In full and unchanged, output the entries that follow.

--- Material for the task ---

use serde::Serialize;
use tracing::{info, warn};
use uuid::Uuid;

use super::ServiceContext;
use crate::auth::password::{hash_password, verify_password};
use crate::auth::{SessionProvider, SessionToken};
use crate::document::validate::ValidationError;
use crate::identity::{Identity, NewUser, Profile};
use crate::{Error, Result};

const MIN_PASSWORD_LEN: usize = 6;
const MIN_NAME_LEN: usize = 2;
const MAX_NAME_LEN: usize = 50;

/// Result of a successful sign-in.
#[derive(Debug, Clone, Serialize)]
pub struct SignIn {
    pub user: Profile,
    pub session: SessionToken,
}

/// Account creation and session lifecycle.
#[derive(Clone)]
pub struct AuthService {
    ctx: ServiceContext,
    sessions: SessionProvider,
}

fn normalize_email(email: &str) -> Result<String> {
    let email = email.trim().to_lowercase();
    match email.split_once('@') {
        Some((local, domain)) if !local.is_empty() && !domain.is_empty() => Ok(email),
        _ => Err(ValidationError::InvalidEmail.into()),
    }
}

impl AuthService {
    pub fn new(ctx: ServiceContext, sessions: SessionProvider) -> Self {
        Self { ctx, sessions }
    }

    pub async fn sign_up(&self, email: &str, password: &str, name: &str) -> Result<Profile> {
        let email = normalize_email(email)?;
        if password.chars().count() < MIN_PASSWORD_LEN {
            return Err(ValidationError::PasswordTooShort(MIN_PASSWORD_LEN).into());
        }
        let name = name.trim();
        let name_len = name.chars().count();
        if !(MIN_NAME_LEN..=MAX_NAME_LEN).contains(&name_len) {
            return Err(ValidationError::NameLength {
                min: MIN_NAME_LEN,
                max: MAX_NAME_LEN,
            }
            .into());
        }

        let password_hash = hash_password(password)?;
        let user = self
            .ctx
            .call(
                "insert_user",
                self.ctx.stores.records.insert_user(NewUser {
                    email,
                    name: name.to_string(),
                    password_hash,
                }),
            )
            .await?;

        info!(user_id = %user.id, "user signed up");
        Ok(user.profile())
    }

    /// Check credentials, open a session and wait until it resolves.
    ///
    /// Unknown email and wrong password produce the same error.
    pub async fn sign_in(&self, email: &str, password: &str) -> Result<SignIn> {
        let email = normalize_email(email).map_err(|_| Error::Unauthenticated)?;
        let user = self
            .ctx
            .call(
                "find_user_by_email",
                self.ctx.stores.records.find_user_by_email(&email),
            )
            .await?
            .filter(|user| verify_password(password, &user.password_hash))
            .ok_or_else(|| {
                warn!("sign-in rejected: invalid credentials");
                Error::Unauthenticated
            })?;

        let profile = user.profile();
        let identity = Identity::from(profile.clone());
        let (record, token) = self.sessions.issue(&identity).await?;

        let sessions = &self.sessions;
        let access_token = token.access_token.as_str();
        let established = self
            .ctx
            .config
            .session_verify
            .run_until(|_| async move {
                match sessions.resolve(access_token).await {
                    Ok(resolved) => Ok(Some(resolved)),
                    Err(Error::Unauthenticated) => Ok(None),
                    Err(err) => Err(err),
                }
            })
            .await;
        if established.is_none() {
            warn!(session_id = %record.id, "session could not be established");
            return Err(Error::StoreUnavailable(
                "session could not be established".into(),
            ));
        }

        info!(user_id = %user.id, session_id = %record.id, "user signed in");
        Ok(SignIn {
            user: profile,
            session: token,
        })
    }

    pub async fn sign_out(&self, session_id: Uuid) -> Result<()> {
        self.sessions.revoke(session_id).await?;
        info!(%session_id, "user signed out");
        Ok(())
    }
}
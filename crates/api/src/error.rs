use axum::{
    extract::multipart::MultipartError,
    extract::rejection::{JsonRejection, QueryRejection},
    http::StatusCode,
    response::{IntoResponse, Response},
    Json,
};
use folio_core::document::validate::ValidationError;
use folio_core::Error;
use serde_json::json;

/// API error type rendered as the JSON error envelope.
#[derive(Debug, thiserror::Error)]
pub enum ApiError {
    #[error(transparent)]
    Service(#[from] Error),

    #[error("bad request: {0}")]
    BadRequest(String),

    #[error("multipart error: {0}")]
    Multipart(#[from] MultipartError),
}

const VALIDATION_ERROR: &str = "validationError";

fn service_status(err: &Error) -> StatusCode {
    match err {
        Error::Unauthenticated => StatusCode::UNAUTHORIZED,
        Error::Unauthorized(_) | Error::Forbidden(_) => StatusCode::FORBIDDEN,
        Error::NotFound(_) => StatusCode::NOT_FOUND,
        Error::Validation(_) => StatusCode::BAD_REQUEST,
        Error::Conflict(_) => StatusCode::CONFLICT,
        Error::StoreUnavailable(_) => StatusCode::SERVICE_UNAVAILABLE,
        Error::Internal(_) => StatusCode::INTERNAL_SERVER_ERROR,
    }
}

impl IntoResponse for ApiError {
    fn into_response(self) -> Response {
        let (status, error_type, message) = match &self {
            ApiError::Service(err @ Error::Internal(msg)) => {
                tracing::error!("Internal error: {msg}");
                (service_status(err), err.kind(), "An internal error occurred".to_string())
            }
            ApiError::Service(err @ Error::StoreUnavailable(_)) => {
                tracing::error!("Store error: {err}");
                (service_status(err), err.kind(), err.to_string())
            }
            ApiError::Service(err) => (service_status(err), err.kind(), err.to_string()),
            // Malformed or oversized request bodies are input errors like any other.
            ApiError::BadRequest(msg) => (StatusCode::BAD_REQUEST, VALIDATION_ERROR, msg.clone()),
            ApiError::Multipart(err) => (StatusCode::BAD_REQUEST, VALIDATION_ERROR, err.body_text()),
        };

        let body = json!({
            "error": {
                "type": error_type,
                "message": message,
                "statusCode": status.as_u16(),
            }
        });

        (status, Json(body)).into_response()
    }
}

impl From<ValidationError> for ApiError {
    fn from(err: ValidationError) -> Self {
        ApiError::Service(err.into())
    }
}

impl From<JsonRejection> for ApiError {
    fn from(rejection: JsonRejection) -> Self {
        ApiError::BadRequest(rejection.body_text())
    }
}

impl From<QueryRejection> for ApiError {
    fn from(rejection: QueryRejection) -> Self {
        ApiError::BadRequest(rejection.body_text())
    }
}

/// Convenience type alias for route handlers.
pub type ApiResult<T> = Result<T, ApiError>;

---

**Problem solution:**
use serde::Serialize;
use tracing::{info, warn};
use uuid::Uuid;

use super::ServiceContext;
use crate::auth::password::{hash_password, verify_password};
use crate::auth::{SessionProvider, SessionToken};
use crate::document::validate::ValidationError;
use crate::identity::{Identity, NewUser, Profile};
use crate::{Error, Result};

const MIN_PASSWORD_LEN: usize = 6;
const MIN_NAME_LEN: usize = 2;
const MAX_NAME_LEN: usize = 50;

/// Result of a successful sign-in.
#[derive(Debug, Clone, Serialize)]
pub struct SignIn {
    pub user: Profile,
    pub session: SessionToken,
}

/// Account creation and session lifecycle.
#[derive(Clone)]
pub struct AuthService {
    ctx: ServiceContext,
    sessions: SessionProvider,
}

fn normalize_email(email: &str) -> Result<String> {
    let email = email.trim().to_lowercase();
    match email.split_once('@') {
        Some((local, domain)) if !local.is_empty() && !domain.is_empty() => Ok(email),
        _ => Err(ValidationError::InvalidEmail.into()),
    }
}

impl AuthService {
    pub fn new(ctx: ServiceContext, sessions: SessionProvider) -> Self {
        Self { ctx, sessions }
    }

    pub async fn sign_up(&self, email: &str, password: &str, name: &str) -> Result<Profile> {
        let email = normalize_email(email)?;
        if password.chars().count() < MIN_PASSWORD_LEN {
            return Err(ValidationError::PasswordTooShort(MIN_PASSWORD_LEN).into());
        }
        let name = name.trim();
        let name_len = name.chars().count();
        if !(MIN_NAME_LEN..=MAX_NAME_LEN).contains(&name_len) {
            return Err(ValidationError::NameLength {
                min: MIN_NAME_LEN,
                max: MAX_NAME_LEN,
            }
            .into());
        }

        let password_hash = hash_password(password)?;
        let user = self
            .ctx
            .call(
                "insert_user",
                self.ctx.stores.records.insert_user(NewUser {
                    email,
                    name: name.to_string(),
                    password_hash,
                }),
            )
            .await?;

        info!(user_id = %user.id, "user signed up");
        Ok(user.profile())
    }

    /// Check credentials, open a session and wait until it resolves.
    ///
    /// Unknown email and wrong password produce the same error.
    pub async fn sign_in(&self, email: &str, password: &str) -> Result<SignIn> {
        let email = normalize_email(email).map_err(|_| Error::Unauthenticated)?;
        let user = self
            .ctx
            .call(
                "find_user_by_email",
                self.ctx.stores.records.find_user_by_email(&email),
            )
            .await?
            .filter(|user| verify_password(password, &user.password_hash))
            .ok_or_else(|| {
                warn!("sign-in rejected: invalid credentials");
                Error::Unauthenticated
            })?;

        let profile = user.profile();
        let identity = Identity::from(profile.clone());
        let (record, token) = self.sessions.issue(&identity).await?;

        let sessions = &self.sessions;
        let access_token = token.access_token.as_str();
        let established = self
            .ctx
            .config
            .session_verify
            .run_until(|_| async move {
                match sessions.resolve(access_token).await {
                    Ok(resolved) => Ok(Some(resolved)),
                    Err(Error::Unauthenticated) => Ok(None),
                    Err(err) => Err(err),
                }
            })
            .await;
        if established.is_none() {
            warn!(session_id = %record.id, "session could not be established");
            return Err(Error::StoreUnavailable(
                "session could not be established".into(),
            ));
        }

        info!(user_id = %user.id, session_id = %record.id, "user signed in");
        Ok(SignIn {
            user: profile,
            session: token,
        })
    }

    pub async fn sign_out(&self, session_id: Uuid) -> Result<()> {
        self.sessions.revoke(session_id).await?;
        info!(%session_id, "user signed out");
        Ok(())
    }
}
filename crates/api/src/error.rs
use axum::{
    extract::multipart::MultipartError,
    extract::rejection::{JsonRejection, QueryRejection},
    http::StatusCode,
    response::{IntoResponse, Response},
    Json,
};
use folio_core::document::validate::ValidationError;
use folio_core::Error;
use serde_json::json;

/// API error type rendered as the JSON error envelope.
#[derive(Debug, thiserror::Error)]
pub enum ApiError {
    #[error(transparent)]
    Service(#[from] Error),

    #[error("bad request: {0}")]
    BadRequest(String),

    #[error("multipart error: {0}")]
    Multipart(#[from] MultipartError),
}

const VALIDATION_ERROR: &str = "validationError";

fn service_status(err: &Error) -> StatusCode {
    match err {
        Error::Unauthenticated => StatusCode::UNAUTHORIZED,
        Error::Unauthorized(_) | Error::Forbidden(_) => StatusCode::FORBIDDEN,
        Error::NotFound(_) => StatusCode::NOT_FOUND,
        Error::Validation(_) => StatusCode::BAD_REQUEST,
        Error::Conflict(_) => StatusCode::CONFLICT,
        Error::StoreUnavailable(_) => StatusCode::SERVICE_UNAVAILABLE,
        Error::Internal(_) => StatusCode::INTERNAL_SERVER_ERROR,
    }
}

impl IntoResponse for ApiError {
    fn into_response(self) -> Response {
        let (status, error_type, message) = match &self {
            ApiError::Service(err @ Error::Internal(msg)) => {
                tracing::error!("Internal error: {msg}");
                (service_status(err), err.kind(), "An internal error occurred".to_string())
            }
            ApiError::Service(err @ Error::StoreUnavailable(_)) => {
                tracing::error!("Store error: {err}");
                (service_status(err), err.kind(), err.to_string())
            }
            ApiError::Service(err) => (service_status(err), err.kind(), err.to_string()),
            // Malformed or oversized request bodies are input errors like any other.
            ApiError::BadRequest(msg) => (StatusCode::BAD_REQUEST, VALIDATION_ERROR, msg.clone()),
            ApiError::Multipart(err) => (StatusCode::BAD_REQUEST, VALIDATION_ERROR, err.body_text()),
        };

        let body = json!({
            "error": {
                "type": error_type,
                "message": message,
                "statusCode": status.as_u16(),
            }
        });

        (status, Json(body)).into_response()
    }
}

impl From<ValidationError> for ApiError {
    fn from(err: ValidationError) -> Self {
        ApiError::Service(err.into())
    }
}

impl From<JsonRejection> for ApiError {
    fn from(rejection: JsonRejection) -> Self {
        ApiError::BadRequest(rejection.body_text())
    }
}

impl From<QueryRejection> for ApiError {
    fn from(rejection: QueryRejection) -> Self {
        ApiError::BadRequest(rejection.body_text())
    }
}

/// Convenience type alias for route handlers.
pub type ApiResult<T> = Result<T, ApiError>;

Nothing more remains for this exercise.